Material for the task section start
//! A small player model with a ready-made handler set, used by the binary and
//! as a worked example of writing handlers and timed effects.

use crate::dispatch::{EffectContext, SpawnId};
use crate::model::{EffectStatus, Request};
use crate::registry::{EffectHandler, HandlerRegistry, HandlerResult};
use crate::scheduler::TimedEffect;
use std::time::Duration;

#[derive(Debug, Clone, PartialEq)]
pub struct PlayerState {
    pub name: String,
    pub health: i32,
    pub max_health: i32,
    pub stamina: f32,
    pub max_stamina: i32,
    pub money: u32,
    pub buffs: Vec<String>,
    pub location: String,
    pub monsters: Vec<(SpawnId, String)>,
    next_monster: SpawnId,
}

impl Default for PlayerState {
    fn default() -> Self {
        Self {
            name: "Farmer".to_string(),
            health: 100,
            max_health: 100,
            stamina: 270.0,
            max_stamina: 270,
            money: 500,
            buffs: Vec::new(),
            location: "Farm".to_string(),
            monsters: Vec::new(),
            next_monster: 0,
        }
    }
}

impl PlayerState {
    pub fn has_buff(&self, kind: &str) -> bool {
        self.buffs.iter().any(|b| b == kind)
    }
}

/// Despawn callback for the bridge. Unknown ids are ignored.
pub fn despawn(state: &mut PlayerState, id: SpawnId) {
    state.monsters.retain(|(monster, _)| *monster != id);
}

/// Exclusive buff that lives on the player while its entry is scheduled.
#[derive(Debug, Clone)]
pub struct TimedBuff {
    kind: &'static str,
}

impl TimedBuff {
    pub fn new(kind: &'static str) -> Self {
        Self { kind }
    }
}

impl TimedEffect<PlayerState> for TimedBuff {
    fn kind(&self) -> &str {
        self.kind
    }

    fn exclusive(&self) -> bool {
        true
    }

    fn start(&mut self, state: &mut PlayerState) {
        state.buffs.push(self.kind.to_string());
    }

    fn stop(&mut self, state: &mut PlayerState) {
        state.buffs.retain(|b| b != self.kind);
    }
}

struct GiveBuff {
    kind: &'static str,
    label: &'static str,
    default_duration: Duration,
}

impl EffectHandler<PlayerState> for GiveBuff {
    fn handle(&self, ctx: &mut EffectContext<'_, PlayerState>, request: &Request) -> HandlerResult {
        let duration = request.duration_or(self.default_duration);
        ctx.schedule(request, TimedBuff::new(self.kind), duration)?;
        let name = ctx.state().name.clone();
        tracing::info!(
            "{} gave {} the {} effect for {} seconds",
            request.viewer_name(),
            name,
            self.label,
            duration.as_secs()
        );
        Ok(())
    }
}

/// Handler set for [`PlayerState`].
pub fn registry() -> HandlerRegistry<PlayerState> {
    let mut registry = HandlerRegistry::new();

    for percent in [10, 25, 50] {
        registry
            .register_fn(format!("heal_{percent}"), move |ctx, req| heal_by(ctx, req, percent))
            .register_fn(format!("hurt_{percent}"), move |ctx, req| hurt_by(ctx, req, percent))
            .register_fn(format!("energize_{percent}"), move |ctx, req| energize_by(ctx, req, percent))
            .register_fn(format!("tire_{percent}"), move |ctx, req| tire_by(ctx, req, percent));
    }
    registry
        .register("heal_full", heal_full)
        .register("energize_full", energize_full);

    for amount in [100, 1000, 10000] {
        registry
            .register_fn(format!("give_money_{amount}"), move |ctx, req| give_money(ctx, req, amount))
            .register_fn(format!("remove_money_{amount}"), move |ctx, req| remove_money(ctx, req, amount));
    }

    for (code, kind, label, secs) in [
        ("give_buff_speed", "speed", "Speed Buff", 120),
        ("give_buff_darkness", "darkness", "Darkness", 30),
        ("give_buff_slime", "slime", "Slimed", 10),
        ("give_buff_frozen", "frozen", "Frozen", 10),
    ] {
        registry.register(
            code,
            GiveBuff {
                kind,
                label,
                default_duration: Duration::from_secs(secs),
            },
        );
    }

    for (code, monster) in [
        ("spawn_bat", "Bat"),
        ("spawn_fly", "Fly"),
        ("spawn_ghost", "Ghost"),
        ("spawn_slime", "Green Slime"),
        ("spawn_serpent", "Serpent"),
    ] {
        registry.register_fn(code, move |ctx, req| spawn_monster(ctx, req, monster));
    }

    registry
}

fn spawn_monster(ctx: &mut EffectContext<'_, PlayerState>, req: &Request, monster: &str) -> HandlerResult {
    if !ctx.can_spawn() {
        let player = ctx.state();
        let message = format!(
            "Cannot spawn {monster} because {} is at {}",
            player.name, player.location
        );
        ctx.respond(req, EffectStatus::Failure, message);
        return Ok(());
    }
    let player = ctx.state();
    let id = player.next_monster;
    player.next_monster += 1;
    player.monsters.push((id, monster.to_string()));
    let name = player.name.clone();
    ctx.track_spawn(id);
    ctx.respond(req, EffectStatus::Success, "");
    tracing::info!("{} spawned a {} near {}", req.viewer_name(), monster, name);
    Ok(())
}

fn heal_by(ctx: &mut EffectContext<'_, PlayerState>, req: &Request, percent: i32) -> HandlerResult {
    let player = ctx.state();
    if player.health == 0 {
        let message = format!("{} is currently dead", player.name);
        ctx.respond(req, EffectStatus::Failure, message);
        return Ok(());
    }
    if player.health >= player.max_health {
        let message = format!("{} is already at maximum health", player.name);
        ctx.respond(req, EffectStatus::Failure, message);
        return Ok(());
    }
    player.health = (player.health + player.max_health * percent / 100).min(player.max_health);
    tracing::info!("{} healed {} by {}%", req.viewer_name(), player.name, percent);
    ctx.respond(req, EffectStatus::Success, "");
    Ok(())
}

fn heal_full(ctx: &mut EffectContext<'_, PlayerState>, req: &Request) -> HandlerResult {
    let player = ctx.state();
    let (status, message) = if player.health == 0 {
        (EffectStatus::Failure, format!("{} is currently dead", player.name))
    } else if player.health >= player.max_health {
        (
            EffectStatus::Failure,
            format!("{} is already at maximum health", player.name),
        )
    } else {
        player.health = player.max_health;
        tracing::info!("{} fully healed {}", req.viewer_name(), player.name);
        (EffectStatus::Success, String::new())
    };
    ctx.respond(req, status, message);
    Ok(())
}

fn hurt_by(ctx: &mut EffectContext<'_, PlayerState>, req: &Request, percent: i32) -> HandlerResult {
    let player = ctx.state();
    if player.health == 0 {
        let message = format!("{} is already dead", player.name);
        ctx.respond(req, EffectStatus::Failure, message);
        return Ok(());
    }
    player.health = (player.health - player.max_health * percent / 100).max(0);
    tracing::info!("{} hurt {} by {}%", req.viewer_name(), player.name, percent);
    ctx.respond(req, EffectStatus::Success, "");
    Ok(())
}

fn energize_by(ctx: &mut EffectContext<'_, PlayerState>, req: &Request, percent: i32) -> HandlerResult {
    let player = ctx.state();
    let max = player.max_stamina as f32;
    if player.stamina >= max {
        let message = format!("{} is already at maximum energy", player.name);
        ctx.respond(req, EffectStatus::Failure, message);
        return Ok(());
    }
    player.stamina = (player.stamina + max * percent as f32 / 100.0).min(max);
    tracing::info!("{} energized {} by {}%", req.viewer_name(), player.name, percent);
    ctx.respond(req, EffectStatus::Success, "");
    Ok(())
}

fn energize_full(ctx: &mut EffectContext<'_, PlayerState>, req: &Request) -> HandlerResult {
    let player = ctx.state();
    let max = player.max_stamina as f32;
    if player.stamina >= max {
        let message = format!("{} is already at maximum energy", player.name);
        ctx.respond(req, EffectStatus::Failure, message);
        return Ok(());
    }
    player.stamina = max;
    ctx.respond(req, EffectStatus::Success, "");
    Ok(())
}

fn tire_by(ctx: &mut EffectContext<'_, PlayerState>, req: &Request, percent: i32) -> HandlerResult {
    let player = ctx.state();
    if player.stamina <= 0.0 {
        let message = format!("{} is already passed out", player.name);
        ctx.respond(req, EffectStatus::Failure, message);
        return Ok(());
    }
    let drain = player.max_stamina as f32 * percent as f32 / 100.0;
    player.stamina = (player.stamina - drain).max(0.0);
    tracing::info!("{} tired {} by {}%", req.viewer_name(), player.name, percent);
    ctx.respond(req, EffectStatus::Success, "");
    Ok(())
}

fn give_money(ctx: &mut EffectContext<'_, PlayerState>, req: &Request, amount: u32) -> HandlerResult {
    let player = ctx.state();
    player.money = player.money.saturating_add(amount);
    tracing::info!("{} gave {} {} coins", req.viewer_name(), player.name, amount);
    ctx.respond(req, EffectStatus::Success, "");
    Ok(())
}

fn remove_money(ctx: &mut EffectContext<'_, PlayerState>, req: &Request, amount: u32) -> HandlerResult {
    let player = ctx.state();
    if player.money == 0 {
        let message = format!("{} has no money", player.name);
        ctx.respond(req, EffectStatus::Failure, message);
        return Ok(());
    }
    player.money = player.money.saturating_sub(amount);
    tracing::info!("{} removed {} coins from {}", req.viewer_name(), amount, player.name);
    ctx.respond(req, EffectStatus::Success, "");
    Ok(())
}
Material for the task section end
> _Exercise aim_
Your answer should consist of copies of the lines above that include the string "monsters".

> _Output for this task_
    pub monsters: Vec<(SpawnId, String)>,
            monsters: Vec::new(),
    state.monsters.retain(|(monster, _)| *monster != id);
    player.monsters.push((id, monster.to_string()));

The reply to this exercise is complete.